Author: Michael Allen

Climate change will alter cooling effects of volcanic eruptions

Source(s): Eos - AGU

Volcanic eruptions can have a massive effect on Earth’s climate. Volcanic ash and gases from the 1815 eruption of Mount Tambora, Indonesia, for example, contributed to 1816 being the “year without a summer,” with crop failures and famines across the Northern Hemisphere. In 1991, the eruption of Mount Pinatubo in the Philippines cooled the climate for around 3 years.

Large volcanic eruptions like Tambora and Pinatubo send plumes of ash and gas high into the atmosphere. Sulfate aerosols from these plumes scatter sunlight, reflecting some of it back into space. This scattering warms the stratosphere but cools the troposphere (the lowest layer of Earth’s atmosphere) and Earth’s surface.

Now new research published in Nature Communications has found that climate change could increase the cooling effect of large eruptions like these, which typically occur a couple of times every century. The study also found, however, that the cooling effects of smaller, more frequent eruptions could be reduced dramatically.

“What really matters is whether these [volcanic aerosols] are injected into the stratosphere—that is, above 16 kilometers in the tropics under current climate conditions and closer to 10 kilometers at high latitudes,” explained Thomas Aubry, a geophysicist at the University of Cambridge in the United Kingdom and lead author of the new study. “If [aerosols] are injected at these altitudes, they can stay in the atmosphere for a couple of years. If they are injected at lower altitudes, they are essentially going to be washed out by precipitation in the troposphere. The climatic effect will only last for a few weeks.”

The power of a volcanic eruption influences the elevation at which gases enter the atmosphere, with stronger eruptions injecting more aerosols into the stratosphere. The buoyancy of the gases also contributes to the elevation at which they settle in the atmosphere. Climate change could affect this buoyancy: As the atmosphere warms, it becomes less dense, increasing the elevation at which aerosols reach neutral buoyancy.

Modeling Mount Pinatubo

Aubry and his colleagues used models of both climate and volcanic plumes to simulate what happens to aerosols emitted by a volcanic eruption in the present climate and how that could change by the end of the century with continued global warming.
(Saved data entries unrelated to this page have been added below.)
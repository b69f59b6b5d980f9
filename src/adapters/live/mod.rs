//! Live adapters for real external interactions.

pub mod process;

pub use process::LiveProcessRunner;
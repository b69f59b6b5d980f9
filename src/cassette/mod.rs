//! Cassette recording and replay of port interactions.

pub mod format;
pub mod recorder;
pub mod replayer;
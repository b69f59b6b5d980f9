//! `llamagate serve` command: provision, then serve completions.

use std::sync::Arc;

use tokio::net::TcpListener;
use tracing::{info, warn};

use crate::api::{self, AppState};
use crate::config::Config;
use crate::context::ServiceContext;
use crate::error::Error;

/// Provision the model, then serve `POST /v1/completions` until Ctrl-C.
///
/// Provisioning happens before the listener is bound; if it fails the port is
/// never opened.
///
/// # Errors
///
/// Returns an error string if provisioning fails, the runtime cannot start,
/// the port cannot be bound, or the server stops with an error.
pub fn run(ctx: &ServiceContext, config: Config) -> Result<(), String> {
    crate::provision::provision(ctx.runner.as_ref(), &config)
        .map_err(|e| format!("Failed to load model: {e}"))?;

    let runtime = tokio::runtime::Builder::new_multi_thread()
        .enable_all()
        .build()
        .map_err(|e| Error::Runtime(e).to_string())?;

    let state = AppState::new(config.clone(), Arc::clone(&ctx.runner));
    runtime
        .block_on(async move {
            let addr = config.bind_addr;
            let listener =
                TcpListener::bind(addr).await.map_err(|source| Error::Bind { addr, source })?;
            info!(port = addr.port(), "starting OpenAI-compatible API");
            api::serve(listener, state, shutdown_signal()).await
        })
        .map_err(|e| e.to_string())
}

/// Resolves on Ctrl-C. If the handler cannot be installed, never resolves.
async fn shutdown_signal() {
    if let Err(e) = tokio::signal::ctrl_c().await {
        warn!(error = %e, "unable to listen for shutdown signal");
        std::future::pending::<()>().await;
    }
    info!("shutting down");
}
//! Recording adapters that capture interactions to cassettes.

pub mod process;

pub use process::RecordingProcessRunner;

use std::sync::{Arc, Mutex};

use serde::Serialize;

use crate::cassette::recorder::CassetteRecorder;

/// Record a `Result<T, E>` interaction using the Ok/Err JSON convention.
///
/// Mirror of what the replaying adapters read back:
/// - `Ok(v)` is serialized as `{"Ok": v}`
/// - `Err(e)` is serialized as `{"Err": e.to_string()}`
///
/// Recording is best effort; a value that cannot be serialized is logged and
/// skipped rather than failing the call it observes.
pub(crate) fn record_result<T, E, I>(
    recorder: &Arc<Mutex<CassetteRecorder>>,
    port: &str,
    method: &str,
    input: &I,
    result: &Result<T, E>,
) where
    T: Serialize,
    E: std::fmt::Display,
    I: Serialize,
{
    let input_json = match serde_json::to_value(input) {
        Ok(v) => v,
        Err(e) => {
            tracing::warn!(port, method, error = %e, "failed to serialize recording input");
            return;
        }
    };

    let output_json = match result {
        Ok(v) => match serde_json::to_value(v) {
            Ok(inner) => serde_json::json!({ "Ok": inner }),
            Err(e) => {
                tracing::warn!(port, method, error = %e, "failed to serialize recording output");
                return;
            }
        },
        Err(e) => serde_json::json!({ "Err": e.to_string() }),
    };

    match recorder.lock() {
        Ok(mut guard) => guard.record(port, method, input_json, output_json),
        Err(_) => tracing::warn!(port, method, "recorder lock poisoned, interaction dropped"),
    }
}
In their models, all the eruptions occurred at Mount Pinatubo.

They found that for moderate-magnitude eruptions, the height at which sulfate aerosols settle in the atmosphere remained the same in a warmer climate. But the cooling effect of such eruptions was reduced by around 75%. This discrepancy has less to do with volcanic emissions and more to do with the atmosphere: The height of the stratosphere is predicted to increase with climate change. Aerosols from moderate volcanic eruptions will therefore be more likely to remain in the troposphere and be removed by rain, reducing their potency.

For large eruptions, models indicated that volcanic plumes will rise around 1.5 kilometers higher in the stratosphere in a warmer climate. This change in elevation will result in the aerosols spreading faster around the world. This increase in aerosol spread is mainly due to a predicted acceleration of the Brewer-Dobson circulation, which moves air in the troposphere upward into the stratosphere and then toward the poles. The change in Brewer-Dobson circulation is associated with climate change.
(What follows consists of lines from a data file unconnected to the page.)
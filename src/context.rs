//! Service context bundling the port implementations for one run.

use std::path::{Path, PathBuf};
use std::sync::{Arc, Mutex};

use tracing::{info, warn};

use crate::adapters::live::LiveProcessRunner;
use crate::adapters::recording::RecordingProcessRunner;
use crate::adapters::replaying::ReplayingProcessRunner;
use crate::cassette::format::Cassette;
use crate::cassette::recorder::CassetteRecorder;
use crate::cassette::replayer::CassetteReplayer;
use crate::ports::process::ProcessRunner;

/// Bundles the process runner with an optional cassette recorder.
///
/// Constructors wire up different adapter implementations (live, replaying,
/// recording).
pub struct ServiceContext {
    /// Runner used for both the download and every inference call.
    pub runner: Arc<dyn ProcessRunner>,
    recorder: Option<Arc<Mutex<CassetteRecorder>>>,
}

impl ServiceContext {
    /// Creates a live context that spawns real child processes.
    #[must_use]
    pub fn live() -> Self {
        Self { runner: Arc::new(LiveProcessRunner), recorder: None }
    }

    /// Creates a recording context that captures every subprocess call.
    ///
    /// Uses the live runner for actual work. The cassette is written to `path`
    /// by [`ServiceContext::finish`].
    #[must_use]
    pub fn recording_at(path: PathBuf, model: &str) -> Self {
        let recorder = Arc::new(Mutex::new(CassetteRecorder::new(path, "llamagate-session", model)));
        let runner = RecordingProcessRunner::new(Box::new(LiveProcessRunner), Arc::clone(&recorder));
        Self { runner: Arc::new(runner), recorder: Some(recorder) }
    }

    /// Creates a context that replays subprocess results from a cassette file.
    ///
    /// # Errors
    ///
    /// Returns an error if the cassette file cannot be read or parsed.
    pub fn replaying(path: &Path) -> Result<Self, String> {
        let cassette = Cassette::load(path)?;
        let runner = ReplayingProcessRunner::new(CassetteReplayer::new(&cassette));
        Ok(Self { runner: Arc::new(runner), recorder: None })
    }

    /// Ends the run, writing the cassette if this context was recording.
    ///
    /// Returns the cassette path when one was written.
    ///
    /// # Errors
    ///
    /// Returns an error if the cassette cannot be written.
    pub fn finish(self) -> Result<Option<PathBuf>, String> {
        let Some(recorder) = self.recorder else {
            return Ok(None);
        };
        // The runner holds the other reference to the recorder.
        drop(self.runner);
        let recorder = Arc::try_unwrap(recorder)
            .map_err(|_| "cassette recorder is still in use".to_string())?
            .into_inner()
            .map_err(|_| "cassette recorder lock poisoned".to_string())?;
        if recorder.is_empty() {
            warn!("no subprocess interactions were recorded");
        } else {
            info!(interactions = recorder.len(), "writing cassette");
        }
        recorder.finish().map(Some).map_err(|e| format!("Failed to write cassette: {e}"))
    }
}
In addition to enhancing the global cooling effect of the aerosols, the increase in aerosol spread reduces the rate at which the sulfate particles bump into each other and grow. This further increases their cooling effect by allowing them to better reflect sunlight.
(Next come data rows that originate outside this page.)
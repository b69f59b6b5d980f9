//! Adapter implementations of the port traits.
//!
//! - `live`: real child processes.
//! - `recording`: wraps another adapter and writes a cassette.
//! - `replaying`: serves recorded outputs from a cassette.

pub mod live;
pub mod recording;
pub mod replaying;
“There is a sweet spot in terms of the size of these tiny and shiny particles where they are very efficient at scattering back the sunlight,” explained Anja Schmidt, an atmospheric scientist at the University of Cambridge and coauthor of the paper. “It happens to be that in this global warming scenario that [we] simulated, these particles grow close to the size where they are very efficient in terms of scattering.”

“We find that the radiative forcing (the amount of energy removed from the planet system by the volcanic aerosol) would be 30% larger in the warm climate, compared to the present-day climate,” Aubry said. “Then we suggest that would amplify the surface cooling by 15%.”

Stefan Brönnimann, a climate scientist at the University of Bern who was not involved in the new research, said that the study is interesting because “it makes us think about the processes involved [between volcanic emissions and climate] in a new way.”

Brönnimann noted, however, that the simulations limited their models to eruptions of Mount Pinatubo in the summer. It would be interesting to see whether the conclusions still hold for eruptions at different latitudes and in different seasons, he said.

A Changing Stratosphere

It is difficult to say whether the amplified cooling from large volcanic eruptions or the decrease in cooling from smaller eruptions will have a net effect on climate, Aubry said.

Schmidt said that current increases in the frequency and intensity of forest fires could also alter the climatic effects of volcanic eruptions because they are affecting the composition of the stratosphere. “There is really a lot of aerosol pollution in the stratosphere, probably on a scale that we’ve never seen before.”